:: INSTRUCTIONS FOR THE TASK ::
The data below holds the lines to copy: everything from the line containing "until their deadline." to the line containing "pub fn charge(&mut", both ends included, set down exactly.

↓

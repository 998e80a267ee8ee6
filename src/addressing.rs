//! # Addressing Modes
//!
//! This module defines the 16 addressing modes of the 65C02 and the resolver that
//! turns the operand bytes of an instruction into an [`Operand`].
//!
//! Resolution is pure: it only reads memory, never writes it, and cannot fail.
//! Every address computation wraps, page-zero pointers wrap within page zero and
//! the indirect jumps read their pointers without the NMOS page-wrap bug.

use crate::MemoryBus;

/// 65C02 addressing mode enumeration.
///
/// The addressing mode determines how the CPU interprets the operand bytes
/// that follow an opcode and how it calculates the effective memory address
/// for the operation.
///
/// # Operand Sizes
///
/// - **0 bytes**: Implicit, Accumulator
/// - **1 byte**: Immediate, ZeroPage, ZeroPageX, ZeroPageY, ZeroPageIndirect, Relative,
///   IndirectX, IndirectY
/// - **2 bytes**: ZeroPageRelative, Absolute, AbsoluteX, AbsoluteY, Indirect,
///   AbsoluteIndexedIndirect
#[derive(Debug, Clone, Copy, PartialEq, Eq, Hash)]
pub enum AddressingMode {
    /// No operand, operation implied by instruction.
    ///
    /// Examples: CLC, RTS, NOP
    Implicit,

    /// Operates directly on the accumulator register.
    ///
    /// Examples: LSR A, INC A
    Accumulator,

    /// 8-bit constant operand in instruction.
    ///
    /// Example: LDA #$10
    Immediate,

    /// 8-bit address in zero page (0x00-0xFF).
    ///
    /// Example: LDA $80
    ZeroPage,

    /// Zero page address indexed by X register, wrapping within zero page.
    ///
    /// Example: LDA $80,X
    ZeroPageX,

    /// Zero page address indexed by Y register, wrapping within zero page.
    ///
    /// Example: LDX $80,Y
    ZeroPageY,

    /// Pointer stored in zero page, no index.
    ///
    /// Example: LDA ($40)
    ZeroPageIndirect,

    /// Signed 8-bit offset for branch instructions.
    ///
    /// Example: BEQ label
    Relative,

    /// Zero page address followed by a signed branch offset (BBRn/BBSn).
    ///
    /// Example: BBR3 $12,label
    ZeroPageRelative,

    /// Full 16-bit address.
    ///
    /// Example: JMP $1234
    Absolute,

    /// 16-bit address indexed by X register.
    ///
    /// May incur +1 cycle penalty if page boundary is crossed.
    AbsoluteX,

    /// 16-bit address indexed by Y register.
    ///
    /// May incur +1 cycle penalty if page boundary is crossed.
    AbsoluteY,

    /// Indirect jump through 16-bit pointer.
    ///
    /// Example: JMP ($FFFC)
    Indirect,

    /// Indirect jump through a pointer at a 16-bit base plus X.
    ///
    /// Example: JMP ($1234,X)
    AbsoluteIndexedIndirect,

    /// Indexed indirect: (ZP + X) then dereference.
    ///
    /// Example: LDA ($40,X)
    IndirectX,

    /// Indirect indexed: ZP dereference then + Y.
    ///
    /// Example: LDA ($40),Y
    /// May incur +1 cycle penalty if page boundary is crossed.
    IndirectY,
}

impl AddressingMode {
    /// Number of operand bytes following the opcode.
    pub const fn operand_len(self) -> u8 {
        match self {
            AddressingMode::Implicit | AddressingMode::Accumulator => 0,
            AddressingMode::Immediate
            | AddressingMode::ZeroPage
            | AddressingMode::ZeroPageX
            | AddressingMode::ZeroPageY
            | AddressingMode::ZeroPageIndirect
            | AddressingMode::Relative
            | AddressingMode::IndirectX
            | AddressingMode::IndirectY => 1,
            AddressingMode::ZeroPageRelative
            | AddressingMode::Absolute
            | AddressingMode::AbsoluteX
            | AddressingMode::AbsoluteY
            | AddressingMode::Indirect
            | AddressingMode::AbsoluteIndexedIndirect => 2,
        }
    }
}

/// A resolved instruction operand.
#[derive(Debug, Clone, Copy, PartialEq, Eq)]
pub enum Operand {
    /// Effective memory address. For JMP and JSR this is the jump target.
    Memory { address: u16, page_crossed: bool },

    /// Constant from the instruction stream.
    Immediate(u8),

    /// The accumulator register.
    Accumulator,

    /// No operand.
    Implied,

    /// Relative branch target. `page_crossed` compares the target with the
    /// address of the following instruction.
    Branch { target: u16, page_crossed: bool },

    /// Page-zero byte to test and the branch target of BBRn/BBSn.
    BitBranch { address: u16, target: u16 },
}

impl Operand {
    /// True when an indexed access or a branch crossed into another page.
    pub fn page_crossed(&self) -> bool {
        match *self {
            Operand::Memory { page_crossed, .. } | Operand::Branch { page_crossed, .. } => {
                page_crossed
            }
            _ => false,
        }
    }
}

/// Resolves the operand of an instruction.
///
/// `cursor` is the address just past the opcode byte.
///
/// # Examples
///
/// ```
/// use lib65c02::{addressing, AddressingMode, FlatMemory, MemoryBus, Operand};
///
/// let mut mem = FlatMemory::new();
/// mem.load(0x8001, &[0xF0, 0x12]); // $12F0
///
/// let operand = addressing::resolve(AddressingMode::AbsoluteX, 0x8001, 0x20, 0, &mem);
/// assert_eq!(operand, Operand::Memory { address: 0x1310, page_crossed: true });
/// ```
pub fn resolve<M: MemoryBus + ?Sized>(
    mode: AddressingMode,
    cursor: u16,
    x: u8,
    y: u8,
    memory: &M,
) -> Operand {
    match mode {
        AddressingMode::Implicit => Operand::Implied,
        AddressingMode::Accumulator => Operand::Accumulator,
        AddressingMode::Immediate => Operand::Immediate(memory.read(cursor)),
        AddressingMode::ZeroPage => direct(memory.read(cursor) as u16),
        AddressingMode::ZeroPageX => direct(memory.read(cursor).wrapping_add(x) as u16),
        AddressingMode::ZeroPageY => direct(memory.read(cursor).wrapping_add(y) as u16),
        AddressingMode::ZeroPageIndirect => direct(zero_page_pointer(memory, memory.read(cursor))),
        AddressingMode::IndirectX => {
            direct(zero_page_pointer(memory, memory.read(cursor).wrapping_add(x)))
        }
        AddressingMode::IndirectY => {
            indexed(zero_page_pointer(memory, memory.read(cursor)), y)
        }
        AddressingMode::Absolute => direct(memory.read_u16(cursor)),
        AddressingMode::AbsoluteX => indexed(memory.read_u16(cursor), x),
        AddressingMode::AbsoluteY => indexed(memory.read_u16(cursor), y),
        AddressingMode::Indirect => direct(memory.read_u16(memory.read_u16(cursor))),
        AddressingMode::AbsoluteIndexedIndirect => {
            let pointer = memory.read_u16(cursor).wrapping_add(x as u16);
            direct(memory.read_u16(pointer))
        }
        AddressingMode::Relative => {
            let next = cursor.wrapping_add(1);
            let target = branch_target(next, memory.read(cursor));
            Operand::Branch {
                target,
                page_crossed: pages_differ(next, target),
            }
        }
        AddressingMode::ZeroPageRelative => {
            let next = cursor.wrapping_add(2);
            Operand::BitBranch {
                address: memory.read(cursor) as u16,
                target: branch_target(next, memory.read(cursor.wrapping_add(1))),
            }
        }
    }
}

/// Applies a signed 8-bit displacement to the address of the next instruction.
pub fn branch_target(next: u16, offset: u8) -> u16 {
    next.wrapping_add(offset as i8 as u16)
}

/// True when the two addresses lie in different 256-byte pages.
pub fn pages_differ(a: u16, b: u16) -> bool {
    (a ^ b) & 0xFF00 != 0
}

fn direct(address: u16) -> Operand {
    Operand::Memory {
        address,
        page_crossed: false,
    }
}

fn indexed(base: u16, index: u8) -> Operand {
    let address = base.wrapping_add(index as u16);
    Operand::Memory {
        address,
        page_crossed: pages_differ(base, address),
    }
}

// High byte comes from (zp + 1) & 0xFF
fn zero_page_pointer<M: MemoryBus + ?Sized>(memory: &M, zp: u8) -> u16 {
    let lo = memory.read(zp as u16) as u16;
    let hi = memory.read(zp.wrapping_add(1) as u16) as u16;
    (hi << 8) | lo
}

↑
↓

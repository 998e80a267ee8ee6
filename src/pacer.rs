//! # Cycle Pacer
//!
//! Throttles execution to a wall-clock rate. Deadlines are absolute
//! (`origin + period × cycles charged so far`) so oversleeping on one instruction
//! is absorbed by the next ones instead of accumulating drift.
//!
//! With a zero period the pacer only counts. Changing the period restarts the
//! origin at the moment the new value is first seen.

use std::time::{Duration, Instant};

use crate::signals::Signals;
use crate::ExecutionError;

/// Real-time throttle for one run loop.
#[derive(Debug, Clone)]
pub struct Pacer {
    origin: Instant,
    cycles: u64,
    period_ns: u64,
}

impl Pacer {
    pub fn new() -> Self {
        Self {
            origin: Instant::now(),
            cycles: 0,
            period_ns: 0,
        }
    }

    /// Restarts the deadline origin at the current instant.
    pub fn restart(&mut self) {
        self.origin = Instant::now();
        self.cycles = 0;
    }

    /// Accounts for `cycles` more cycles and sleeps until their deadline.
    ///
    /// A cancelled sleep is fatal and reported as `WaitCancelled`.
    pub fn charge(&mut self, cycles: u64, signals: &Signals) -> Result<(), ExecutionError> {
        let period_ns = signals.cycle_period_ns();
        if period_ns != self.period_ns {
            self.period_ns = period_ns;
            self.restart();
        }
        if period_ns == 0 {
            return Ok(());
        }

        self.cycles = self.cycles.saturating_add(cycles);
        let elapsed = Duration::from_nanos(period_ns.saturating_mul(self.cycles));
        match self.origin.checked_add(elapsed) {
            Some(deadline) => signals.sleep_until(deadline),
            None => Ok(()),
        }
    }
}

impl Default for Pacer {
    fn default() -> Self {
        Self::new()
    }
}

↑

:: ANSWER TO THIS PROBLEM ::
    /// Accounts for `cycles` more cycles and sleeps until their deadline.
    ///
    /// A cancelled sleep is fatal and reported as `WaitCancelled`.
    pub fn charge(&mut self, cycles: u64, signals: &Signals) -> Result<(), ExecutionError> {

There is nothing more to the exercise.